In this judgment the Court noted that the authorities in V.O.A. Mohomed, A.I.R. 1955 Mad. 294 and Kasturchand Bahiravdas v. Sagarmal Shriyam, (1892) I.L.R. 17 Bom. 413 had been discussed, and that Hajee Sattar Hajee Peer Mohomad v. Khusiram Benarsilal, I.L.R. [1952] 1 Cal. 153 had been referred to for guidance. The matter before the Court comprised two civil appeals, numbered 178 and 179 of 1960, filed by special leave against a judgment and decree dated 18 December 1958 issued by a Division Bench of the Calcutta High Court. Those appeals challenged the High Court’s order dated 18 December 1958, which had set aside an earlier order of Justice P. B. Mukherjea dated 8 February 1957. Justice Mukherjea’s order had rejected a petition for amendment of the plaint filed by the respondent in Suit No. 1452 of 1951, a suit originally instituted under the High Court’s ordinary original civil jurisdiction.

The original plaint in Suit No. 1452 of 1951 was presented in the name of the firm Manilal & Sons, a commercial partnership carrying on business at No. 11A, Malacca Street, Singapore. The partnership consisted of five individuals identified as the partners: (1) Manubhai Maganbhai Amin, (2) Pravinbhai Dahyabhai Patel, (3) Gangabhai Iswarbhai Patel, (4) Bachubhai Manibhai Amin and (5) Dahyabhai Trikambhai. The defendant in the suit was the firm Purushottam Umedbhai & Co., which at the time of the suit was a partnership registered under the Indian Partnership Act, 1932, and conducted its business from No. 55 Canning Street, Calcutta. In July 1949 the parties entered into a contract whereby the defendant agreed to sell to the plaintiff, subject to specified conditions, 950 bales of heavy CEE’s gunny bags, cost, insurance and freight to Singapore, to be shipped from Calcutta in August 1949. In the same period, a second agreement was made for the sale of 600 bales of similar gunny bags, cost, insurance and freight to Hong Kong, also to be shipped from Calcutta in August 1949.

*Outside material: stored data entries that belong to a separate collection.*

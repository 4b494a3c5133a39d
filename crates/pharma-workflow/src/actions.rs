//! # Forms and Actions
//!
//! A [`Form`] is what the view collects: text fields keyed by name plus
//! attached files. [`FormKind::parse`] checks that every required field is
//! present and non-blank, then builds a typed [`Action`]. All of this is
//! local; an invalid form never reaches a remote collaborator.
//!
//! | Form | Required fields |
//! |------|-----------------|
//! | register | name, username, role, companyName, licenseNumber, password |
//! | login | username, password |
//! | create-medicine | prefix, name, composition, description, manufacturerDate, expiryDate, price |
//! | allocate-* | medicineId, toAddress, toName |
//! | quality-check | medicineId, passed |
//! | manage-inventory | medicineId, quantity |
//! | verify | medicineId + files manufacturerDocument, wholesalerDocument, distributorDocument |
//! | ship, sell, buy, buy-from-manufacturer, track | medicineId |

use std::collections::BTreeMap;
use std::fmt;

use pharma_client::abi;
use pharma_client::{AllocationTarget, ContractKind, NewMedicine, U256};
use pharma_core::{AccountAddress, MedicineId, Role, Route};
use serde::Serialize;

use crate::error::WorkflowError;

/// Files a hospital uploads to verify a delivery, in ledger argument order.
pub const VERIFY_DOCUMENTS: [&str; 3] = ["manufacturerDocument", "wholesalerDocument", "distributorDocument"];

/// Collected user input for one page.
#[derive(Clone, Default, PartialEq, Eq)]
pub struct Form {
    fields: BTreeMap<String, String>,
    files: BTreeMap<String, Vec<u8>>,
}

// Field values may hold a password; only names are printed.
impl fmt::Debug for Form {
    fn fmt(&self, f: &mut fmt::Formatter<'_>) -> fmt::Result {
        f.debug_struct("Form")
            .field("fields", &self.fields.keys().collect::<Vec<_>>())
            .field("files", &self.files.keys().collect::<Vec<_>>())
            .finish()
    }
}

impl Form {
    pub fn new() -> Self {
        Self::default()
    }

    pub fn set(&mut self, name: impl Into<String>, value: impl Into<String>) {
        self.fields.insert(name.into(), value.into());
    }

    pub fn attach(&mut self, name: impl Into<String>, bytes: Vec<u8>) {
        self.files.insert(name.into(), bytes);
    }

    /// Builder form of [`Form::set`].
    pub fn with(mut self, name: impl Into<String>, value: impl Into<String>) -> Self {
        self.set(name, value);
        self
    }

    pub fn field(&self, name: &str) -> Option<&str> {
        self.fields.get(name).map(String::as_str)
    }

    pub fn file(&self, name: &str) -> Option<&[u8]> {
        self.files.get(name).map(Vec::as_slice)
    }

    pub fn field_names(&self) -> impl Iterator<Item = &str> {
        self.fields.keys().map(String::as_str)
    }

    pub fn is_empty(&self) -> bool {
        self.fields.is_empty() && self.files.is_empty()
    }

    pub fn clear(&mut self) {
        self.fields.clear();
        self.files.clear();
    }
}

/// A password that never appears in debug output or logs.
#[derive(Clone, PartialEq, Eq)]
pub struct Secret(String);

impl Secret {
    pub fn expose(&self) -> &str {
        &self.0
    }
}

impl fmt::Debug for Secret {
    fn fmt(&self, f: &mut fmt::Formatter<'_>) -> fmt::Result {
        f.write_str("Secret(***)")
    }
}

#[derive(Debug, Clone, PartialEq, Eq)]
pub struct Registration {
    pub name: String,
    pub username: String,
    pub role: Role,
    pub company_name: String,
    pub license_number: String,
    pub password: Secret,
}

#[derive(Debug, Clone, PartialEq, Eq)]
pub struct Credentials {
    pub username: String,
    pub password: Secret,
}

/// A validated user action.
#[derive(Debug, Clone, PartialEq, Eq)]
pub enum Action {
    Register(Registration),
    Login(Credentials),
    CreateMedicine(NewMedicine),
    Allocate {
        target: AllocationTarget,
        id: MedicineId,
        to: AccountAddress,
        to_name: String,
    },
    Ship { id: MedicineId },
    QualityCheck { id: MedicineId, passed: bool },
    ManageInventory { id: MedicineId, quantity: U256 },
    Verify { id: MedicineId, documents: [Vec<u8>; 3] },
    Sell { id: MedicineId },
    Buy { id: MedicineId },
    BuyFromManufacturer { id: MedicineId },
    Track { id: MedicineId },
}

impl Action {
    pub fn kind(&self) -> FormKind {
        match self {
            Self::Register(_) => FormKind::Register,
            Self::Login(_) => FormKind::Login,
            Self::CreateMedicine(_) => FormKind::CreateMedicine,
            Self::Allocate { target, .. } => FormKind::Allocate(*target),
            Self::Ship { .. } => FormKind::Ship,
            Self::QualityCheck { .. } => FormKind::QualityCheck,
            Self::ManageInventory { .. } => FormKind::ManageInventory,
            Self::Verify { .. } => FormKind::Verify,
            Self::Sell { .. } => FormKind::Sell,
            Self::Buy { .. } => FormKind::Buy,
            Self::BuyFromManufacturer { .. } => FormKind::BuyFromManufacturer,
            Self::Track { .. } => FormKind::Track,
        }
    }
}

/// The kind of form a page submits.
#[derive(Debug, Clone, Copy, PartialEq, Eq, Hash, Serialize)]
#[serde(rename_all = "kebab-case")]
pub enum FormKind {
    Register,
    Login,
    CreateMedicine,
    Allocate(AllocationTarget),
    Ship,
    QualityCheck,
    ManageInventory,
    Verify,
    Sell,
    Buy,
    BuyFromManufacturer,
    Track,
}

impl FormKind {
    pub const ALL: [FormKind; 14] = [
        FormKind::Register,
        FormKind::Login,
        FormKind::CreateMedicine,
        FormKind::Allocate(AllocationTarget::Wholesaler),
        FormKind::Allocate(AllocationTarget::Distributor),
        FormKind::Allocate(AllocationTarget::Hospital),
        FormKind::Ship,
        FormKind::QualityCheck,
        FormKind::ManageInventory,
        FormKind::Verify,
        FormKind::Sell,
        FormKind::Buy,
        FormKind::BuyFromManufacturer,
        FormKind::Track,
    ];

    pub fn name(&self) -> &'static str {
        match self {
            Self::Register => "register",
            Self::Login => "login",
            Self::CreateMedicine => "create-medicine",
            Self::Allocate(AllocationTarget::Wholesaler) => "allocate-wholesaler",
            Self::Allocate(AllocationTarget::Distributor) => "allocate-distributor",
            Self::Allocate(AllocationTarget::Hospital) => "allocate-hospital",
            Self::Ship => "ship",
            Self::QualityCheck => "quality-check",
            Self::ManageInventory => "manage-inventory",
            Self::Verify => "verify",
            Self::Sell => "sell",
            Self::Buy => "buy",
            Self::BuyFromManufacturer => "buy-from-manufacturer",
            Self::Track => "track",
        }
    }

    /// Route of the page hosting this form.
    pub fn route(&self) -> Route {
        match self {
            Self::Register => Route::Register,
            Self::Login => Route::Login,
            Self::CreateMedicine => Route::Manufacturer,
            Self::Allocate(_) => Route::Allocate,
            Self::Ship => Route::Ship,
            Self::QualityCheck => Route::QualityCheck,
            Self::ManageInventory => Route::Distributor,
            Self::Verify => Route::Verify,
            Self::Sell => Route::Hospital,
            Self::Buy => Route::Buy,
            Self::BuyFromManufacturer => Route::Wholesaler,
            Self::Track => Route::Track,
        }
    }

    /// Contract the action binds to.
    pub fn contract(&self) -> ContractKind {
        match self {
            Self::Register | Self::Login => ContractKind::Register,
            _ => ContractKind::SupplyChain,
        }
    }

    /// Actions that settle after reads alone.
    pub fn is_read_only(&self) -> bool {
        matches!(self, Self::Login | Self::Track)
    }

    pub fn required_fields(&self) -> &'static [&'static str] {
        match self {
            Self::Register => &["name", "username", "role", "companyName", "licenseNumber", "password"],
            Self::Login => &["username", "password"],
            Self::CreateMedicine => &[
                "prefix",
                "name",
                "composition",
                "description",
                "manufacturerDate",
                "expiryDate",
                "price",
            ],
            Self::Allocate(_) => &["medicineId", "toAddress", "toName"],
            Self::QualityCheck => &["medicineId", "passed"],
            Self::ManageInventory => &["medicineId", "quantity"],
            Self::Verify
            | Self::Ship
            | Self::Sell
            | Self::Buy
            | Self::BuyFromManufacturer
            | Self::Track => &["medicineId"],
        }
    }

    pub fn required_files(&self) -> &'static [&'static str] {
        match self {
            Self::Verify => &VERIFY_DOCUMENTS,
            _ => &[],
        }
    }

    /// Lead-in for a failure message on this page.
    pub fn failure_prefix(&self) -> &'static str {
        match self {
            Self::Register => "Registration unsuccessful",
            Self::Login => "Login failed",
            Self::CreateMedicine => "Error adding medicine",
            Self::Allocate(_) => "Error allocating medicine",
            Self::Ship => "Error shipping medicine",
            Self::QualityCheck => "Error performing quality check",
            Self::ManageInventory => "Error managing inventory",
            Self::Verify => "Failed to verify IPFS hashes",
            Self::Sell => "Error selling medicine",
            Self::Buy => "Error buying medicine",
            Self::BuyFromManufacturer => "Failed to buy medicine",
            Self::Track => "Error tracking medicine",
        }
    }

    /// Validate `form` and build the action.
    pub fn parse(&self, form: &Form) -> Result<Action, WorkflowError> {
        for name in self.required_fields() {
            if form.field(name).map_or(true, |v| v.trim().is_empty()) {
                return Err(WorkflowError::missing(name));
            }
        }
        for name in self.required_files() {
            if form.file(name).map_or(true, <[u8]>::is_empty) {
                return Err(WorkflowError::missing(name));
            }
        }

        let r = Reader(form);
        Ok(match *self {
            Self::Register => Action::Register(Registration {
                name: r.text("name")?,
                username: r.text("username")?,
                role: r.role("role")?,
                company_name: r.text("companyName")?,
                license_number: r.text("licenseNumber")?,
                password: Secret(r.raw("password")?),
            }),
            Self::Login => Action::Login(Credentials {
                username: r.text("username")?,
                password: Secret(r.raw("password")?),
            }),
            Self::CreateMedicine => Action::CreateMedicine(NewMedicine {
                prefix: r.text("prefix")?,
                name: r.text("name")?,
                composition: r.text("composition")?,
                description: r.text("description")?,
                manufacturer_date: r.text("manufacturerDate")?,
                expiry_date: r.text("expiryDate")?,
                price: r.uint("price")?,
            }),
            Self::Allocate(target) => Action::Allocate {
                target,
                id: r.medicine_id()?,
                to: r.address("toAddress")?,
                to_name: r.text("toName")?,
            },
            Self::Ship => Action::Ship { id: r.medicine_id()? },
            Self::QualityCheck => Action::QualityCheck {
                id: r.medicine_id()?,
                passed: r.flag("passed")?,
            },
            Self::ManageInventory => Action::ManageInventory {
                id: r.medicine_id()?,
                quantity: r.uint("quantity")?,
            },
            Self::Verify => Action::Verify {
                id: r.medicine_id()?,
                documents: [
                    r.file(VERIFY_DOCUMENTS[0])?,
                    r.file(VERIFY_DOCUMENTS[1])?,
                    r.file(VERIFY_DOCUMENTS[2])?,
                ],
            },
            Self::Sell => Action::Sell { id: r.medicine_id()? },
            Self::Buy => Action::Buy { id: r.medicine_id()? },
            Self::BuyFromManufacturer => Action::BuyFromManufacturer { id: r.medicine_id()? },
            Self::Track => Action::Track { id: r.medicine_id()? },
        })
    }
}

impl fmt::Display for FormKind {
    fn fmt(&self, f: &mut fmt::Formatter<'_>) -> fmt::Result {
        f.write_str(self.name())
    }
}

impl std::str::FromStr for FormKind {
    type Err = String;

    fn from_str(s: &str) -> Result<Self, Self::Err> {
        Self::ALL
            .iter()
            .find(|k| k.name() == s)
            .copied()
            .ok_or_else(|| format!("unknown form: {s}"))
    }
}

/// Typed access to a form whose required fields are known to be present.
struct Reader<'a>(&'a Form);

impl Reader<'_> {
    fn raw(&self, name: &str) -> Result<String, WorkflowError> {
        self.0
            .field(name)
            .map(str::to_string)
            .ok_or_else(|| WorkflowError::missing(name))
    }

    fn text(&self, name: &str) -> Result<String, WorkflowError> {
        self.raw(name).map(|v| v.trim().to_string())
    }

    fn medicine_id(&self) -> Result<MedicineId, WorkflowError> {
        MedicineId::parse(&self.text("medicineId")?).map_err(|e| WorkflowError::invalid("medicineId", e))
    }

    fn address(&self, name: &str) -> Result<AccountAddress, WorkflowError> {
        AccountAddress::parse(&self.text(name)?).map_err(|e| WorkflowError::invalid(name, e))
    }

    fn uint(&self, name: &str) -> Result<U256, WorkflowError> {
        abi::parse_decimal(&self.text(name)?).map_err(|e| WorkflowError::invalid(name, e))
    }

    /// A role code (`"1"`..`"5"`) or role name.
    fn role(&self, name: &str) -> Result<Role, WorkflowError> {
        let v = self.text(name)?;
        Role::from_code(&v)
            .ok()
            .or_else(|| Role::ALL.into_iter().find(|r| r.to_string().eq_ignore_ascii_case(&v)))
            .ok_or_else(|| WorkflowError::invalid(name, format!("unknown role {v}")))
    }

    fn flag(&self, name: &str) -> Result<bool, WorkflowError> {
        match self.text(name)?.to_ascii_lowercase().as_str() {
            "true" | "yes" | "pass" | "passed" | "1" => Ok(true),
            "false" | "no" | "fail" | "failed" | "0" => Ok(false),
            other => Err(WorkflowError::invalid(name, format!("expected pass or fail, got {other}"))),
        }
    }

    fn file(&self, name: &str) -> Result<Vec<u8>, WorkflowError> {
        self.0
            .file(name)
            .map(<[u8]>::to_vec)
            .ok_or_else(|| WorkflowError::missing(name))
    }
}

The plaintiff alleged that the defendant failed to perform its contractual obligations, causing the plaintiff loss. Consequently, the plaintiff claimed monetary compensation of Rs 2,73,864 together with expenses of Rs 7,850, making a total claim of Rs 2,81,714. The breach was said to have occurred in October and November 1949. The suit was instituted on 2 April 1951, and the defendant filed its written statement around 21 May 1951. Several years later, on 31 January 1957, the plaintiff filed a petition seeking to amend the plaint. The amendment sought to strike out the name of the firm Manilal & Sons as plaintiff and to substitute the names of the five individual partners in place of the firm name, together with any consequential amendments required in the body of the plaint.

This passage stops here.